Counsel: Your case benefits when you visit the scene of a personal injury accident or engineering failure

It’s better still when you watch the forensic engineer do some of his work.  We learn by seeing and doing – something like 80% to 85% of what we know is got visually.  At the very least, you will better understand your expert’s explanation of the cause of the accident or failure.

I was reminded of this recently when a client indicated that he got a lot sitting and watching me work.  I think he was quite taken by what he saw and I was impressed that he wanted to go to the scene with me.  He resolved his case based in part on what he experienced that day and the pictures he took.  I wasn’t required to give even a verbal report let alone a written report.

I was also reminded of the benefit of a site visit when I met and spoke with a forensic photographer recently – photographs, the next best thing to being there, and also good for refreshing your memory of a site visit – and when I read a short manual on forensic photography. (Ref. I)

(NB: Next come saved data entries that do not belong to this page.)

//! Class reconstruction from mangled symbol names.

use std::collections::HashSet;

use tracing::{debug_span, trace};

use super::{ElfSymbol, ElfSymbolKind};
use crate::demangle::{
    demangle_symbol, is_type_info_symbol, normalize_type_name, parse_demangled, parse_symbol, thunk_target,
    type_ptr_from_text, DemangledSymbol,
};
use crate::options::WordSize;
use crate::resolve::DependentTypes;
use crate::types::{synthetic_arg_name, Accessibility, Argument, Field, Method, Type, TypePtr};

/// Return type assumed when a mangled name does not encode one.
///
/// Itanium names only carry return types for template instantiations.
const DEFAULT_RETURN_TYPE: &str = "int";

/// Build `name` from every symbol whose owner is exactly `name`.
pub fn build_type(symbols: &[ElfSymbol], word_size: WordSize, name: &str) -> Option<Type>
{
    let _span = debug_span!("elf_type", name).entered();
    let mut ty = Type::new(name);
    let mut deps = DependentTypes::new();
    let mut seen_addresses = HashSet::new();
    let mut found = false;
    let virtual_methods = thunked_methods(symbols, name);

    for symbol in symbols {
        let Some(parsed) = parse_symbol(&symbol.name) else {
            continue;
        };
        if parsed.is_special || parsed.owner.as_deref() != Some(name) {
            continue;
        }
        found = true;

        match symbol.kind {
            ElfSymbolKind::Function => {
                if !seen_addresses.insert(symbol.address) {
                    trace!(symbol = %symbol.name, address = symbol.address, "alias of an earlier method");
                    continue;
                }
                let mut method = symbol_method(symbol, &parsed, name, &mut deps);
                method.is_virtual = virtual_methods.contains(&(parsed.member.clone(), parsed.params.clone()));
                ty.fully_defined_methods.push(method.clone());
                ty.all_methods.push(method);
            }
            ElfSymbolKind::Object => {
                if ty.field(&parsed.member).is_some() {
                    continue;
                }
                ty.fields.push(
                    Field::static_at(parsed.member.clone(), type_for_size(symbol.size, word_size), symbol.address)
                        .with_accessibility(Accessibility::Public),
                );
            }
        }
    }

    if !found {
        return None;
    }
    let mut dependents = deps.finish();
    dependents.retain(|dependent| dependent != name);
    ty.dependent_types = dependents;
    Some(ty)
}

fn symbol_method(symbol: &ElfSymbol, parsed: &DemangledSymbol, type_name: &str, deps: &mut DependentTypes) -> Method
{
    let return_type = match parsed.return_type.as_deref() {
        Some(text) => type_ptr_from_text(text, deps),
        None => TypePtr::base(DEFAULT_RETURN_TYPE),
    };

    let mut method = Method::new(parsed.member.clone(), return_type);
    method.mangled_name = symbol.name.clone();
    method.address = symbol.address;
    method.accessibility = Accessibility::Public;

    for param in parsed.params.iter().flatten() {
        if param == "..." {
            method.is_variadic = true;
            continue;
        }
        let position = method.args.len() + 1;
        method
            .args
            .push(Argument::new(synthetic_arg_name(position), type_ptr_from_text(param, deps)));
    }

    method.apply_structor_rule(type_name);
    method
}

/// Member names and parameter lists of `type_name` methods reached through thunks.
fn thunked_methods(symbols: &[ElfSymbol], type_name: &str) -> HashSet<(String, Option<Vec<String>>)>
{
    symbols
        .iter()
        .filter(|symbol| symbol.kind == ElfSymbolKind::Function && symbol.name.starts_with("_ZT"))
        .filter_map(|symbol| thunk_target(&symbol.name))
        .filter(|target| target.owner.as_deref() == Some(type_name))
        .map(|target| (target.member, target.params))
        .collect()
}

/// Best-effort type of a data symbol from its size alone.
pub fn type_for_size(size: u64, word_size: WordSize) -> TypePtr
{
    match size {
        1 => TypePtr::base("char"),
        2 => TypePtr::base("short"),
        4 => TypePtr::base("int"),
        8 if word_size == WordSize::Bits64 => TypePtr::base("long"),
        8 => TypePtr::base("double"),
        _ => TypePtr::unknown(),
    }
}

/// Classes named by run-time type information symbols.
pub fn type_names(symbols: &[ElfSymbol]) -> Vec<String>
{
    let mut names: Vec<String> = symbols
        .iter()
        .filter(|symbol| is_type_info_symbol(&symbol.name))
        .map(|symbol| normalize_type_name(&symbol.name))
        .filter(|name| !name.is_empty())
        .collect();
    names.sort();
    names.dedup();
    names
}

/// Data symbols with an address, unmangled or nested-name mangled.
pub fn global_variables(symbols: &[ElfSymbol], word_size: WordSize) -> Vec<Field>
{
    symbols
        .iter()
        .filter(|symbol| symbol.kind == ElfSymbolKind::Object && symbol.address != 0)
        .filter(|symbol| !symbol.name.starts_with("_ZT"))
        .filter(|symbol| !symbol.name.starts_with("_Z") || symbol.name.starts_with("_ZN"))
        .map(|symbol| {
            let name = demangle_symbol(&symbol.name)
                .map(|text| parse_demangled(&text).qualified)
                .unwrap_or_else(|| symbol.name.clone());
            Field::static_at(name, type_for_size(symbol.size, word_size), symbol.address)
        })
        .collect()
}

Counsel, we don’t see you at the scene very often.  I can think of only four times in recent years.  Engineers swear by the worth of a visual assessment of a site. (Refs 2 to 6)  You are also certain to get a lot from going to the scene.

What does Counsel see when s/he goes on site?  Aside from picking up a valuable concrete impression of the scene of the accident or failure?

1. Slip and Fall Accident  Counsel and the injured party sat and watched me use non-textbook methods to investigate the cause of a slip and fall accident.  I tested the skid resistance of the floor using pork belly – a pig’s belly skin, to simulate the injured party’s bare feet.  This was recommended by medical doctors and veterinarians.

There was also a question about the source of water on a floor that was supposed to be dry.  I thought earlier about a shower in a dressing room but it was some distance away.  Still, maybe.  So I put my bathing suit on that I had with me, took a shower and walked to the area of the fall – dripping water along the way and on the “dry” area.

My client got an eye-full during his site visit.

2. Inadequate Underpinning  A young lawyer watched me excavate and expose the underpinning of a building using a backhoe and manual labour – me doing the manual work, during three days of investigative site work.  She also watched me examine the underpinning closely, and measure and photograph it.  Real dirty hands and muddy boot work.

I tried to get her down into the muddy excavation to see up close one of the worst deficiencies of the inadequate underpinning but that was too much for her.  Still she saw it from the edge of the excavation and reported back to her manager.  I’m certain she will remember that site experience and be guided by it if she practices civil litigation.

Her manager was to be commended sending her to the site.  It would have been much better if he had got out there – the one arguing the case, but at least someone did.

3. Foundation Failure  The owner’s lawyer held meetings in an industrial building that was supported on foundations that were still settling and damaging the building 10 years after construction.  He saw the building and the cracks in the walls up close.  He got visual impressions that helped him understand the report I wrote on the extent and cause of problem.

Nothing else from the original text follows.